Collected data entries
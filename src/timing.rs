/// Bus timing derived from a configured bit rate.
///
/// All values are ticks of the reference timer (see `TIMER_MHZ`). They are
/// computed once when an engine is constructed and never change afterwards.

use crate::error::ConfigError;

/// Reference timer ticks per microsecond (10 ns per tick).
pub const TIMER_MHZ: u32 = 100;

pub const MIN_KBITS_PER_SECOND: u32 = 1;
pub const MAX_KBITS_PER_SECOND: u32 = 400;

// ceil(value * num / den), never zero
fn scaled(value: u32, num: u32, den: u32) -> u32 {
	let v = (u64::from(value) * u64::from(num) + u64::from(den) - 1) / u64::from(den);
	(v as u32).max(1)
}

#[derive(Clone, Copy, PartialEq, Eq, Debug)]
pub struct BusTiming {
	kbits_per_second: u32,
	/// full clock period
	pub bit_time: u32,
	/// SCL high before SDA rises for a STOP
	pub stop_setup: u32,
	/// SCL high before SDA falls for a repeated START; also bus free time
	pub restart_setup: u32,
	/// SDA low before SCL falls for a START
	pub start_hold: u32,
	pub low_period: u32,
	pub high_period: u32,
}

impl BusTiming {
	pub fn new(kbits_per_second: u32) -> Result<Self, ConfigError> {
		if kbits_per_second < MIN_KBITS_PER_SECOND || kbits_per_second > MAX_KBITS_PER_SECOND {
			return Err(ConfigError::SpeedOutOfRange(kbits_per_second));
		}

		let bit_time = (TIMER_MHZ * 1000) / kbits_per_second;
		let low_period = scaled(bit_time, 53, 100);
		let high_period = bit_time.saturating_sub(low_period).max(1);

		Ok(BusTiming {
			kbits_per_second,
			bit_time,
			stop_setup: scaled(bit_time, 2, 5),
			restart_setup: scaled(bit_time, 1, 2),
			start_hold: scaled(bit_time, 2, 5),
			low_period,
			high_period,
		})
	}

	pub fn kbits_per_second(&self) -> u32 {
		self.kbits_per_second
	}

	/// Minimum time between a STOP and the following START.
	pub fn bus_free(&self) -> u32 {
		self.restart_setup
	}

	/// How long SDA must be stable before a (stretched) clock is released.
	pub fn data_setup(&self) -> u32 {
		(self.bit_time / 10).max(1)
	}

	pub fn periods(&self) -> [u32; 5] {
		[self.stop_setup, self.restart_setup, self.start_hold, self.low_period, self.high_period]
	}
}

#[cfg(test)]
mod tests {
	use super::*;

	#[test]
	fn rejects_out_of_range() {
		assert_eq!(BusTiming::new(0), Err(ConfigError::SpeedOutOfRange(0)));
		assert_eq!(BusTiming::new(401), Err(ConfigError::SpeedOutOfRange(401)));
		assert!(BusTiming::new(1).is_ok());
		assert!(BusTiming::new(400).is_ok());
	}

	#[test]
	fn standard_mode_values() {
		let t = BusTiming::new(100).unwrap();
		assert_eq!(t.bit_time, 1000);
		assert_eq!(t.start_hold, 400);
		assert_eq!(t.restart_setup, 500);
		assert_eq!(t.stop_setup, 400);
		assert_eq!(t.low_period, 530);
		assert_eq!(t.high_period, 470);
	}

	#[test]
	fn fast_mode_meets_minimum_periods() {
		let t = BusTiming::new(400).unwrap();
		assert_eq!(t.bit_time, 250);
		// 1.3us low, 0.6us high/hold/setup at 10ns per tick
		assert!(t.low_period >= 130);
		assert!(t.high_period >= 60);
		assert!(t.start_hold >= 60);
		assert!(t.stop_setup >= 60);
		assert!(t.restart_setup >= 60);
		assert!(t.low_period + t.high_period <= t.bit_time);
	}

	#[test]
	fn all_speeds_positive_and_monotonic() {
		let mut previous: Option<BusTiming> = None;
		for kbps in MIN_KBITS_PER_SECOND..=MAX_KBITS_PER_SECOND {
			let t = BusTiming::new(kbps).unwrap();
			assert_eq!(t, BusTiming::new(kbps).unwrap());
			for p in t.periods().iter() {
				assert!(*p >= 1, "zero period at {} kbit/s", kbps);
			}
			if let Some(prev) = previous {
				assert!(t.bit_time <= prev.bit_time);
				for (now, before) in t.periods().iter().zip(prev.periods().iter()) {
					assert!(now <= before, "period grew at {} kbit/s", kbps);
				}
			}
			previous = Some(t);
		}
	}
}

## THE PROBLEM:
Which lines above include "ConfigError"? Show each of them by copying it.

## ANSWER TO THIS TASK:
use crate::error::ConfigError;
	pub fn new(kbits_per_second: u32) -> Result<Self, ConfigError> {
			return Err(ConfigError::SpeedOutOfRange(kbits_per_second));
		assert_eq!(BusTiming::new(0), Err(ConfigError::SpeedOutOfRange(0)));
		assert_eq!(BusTiming::new(401), Err(ConfigError::SpeedOutOfRange(401)));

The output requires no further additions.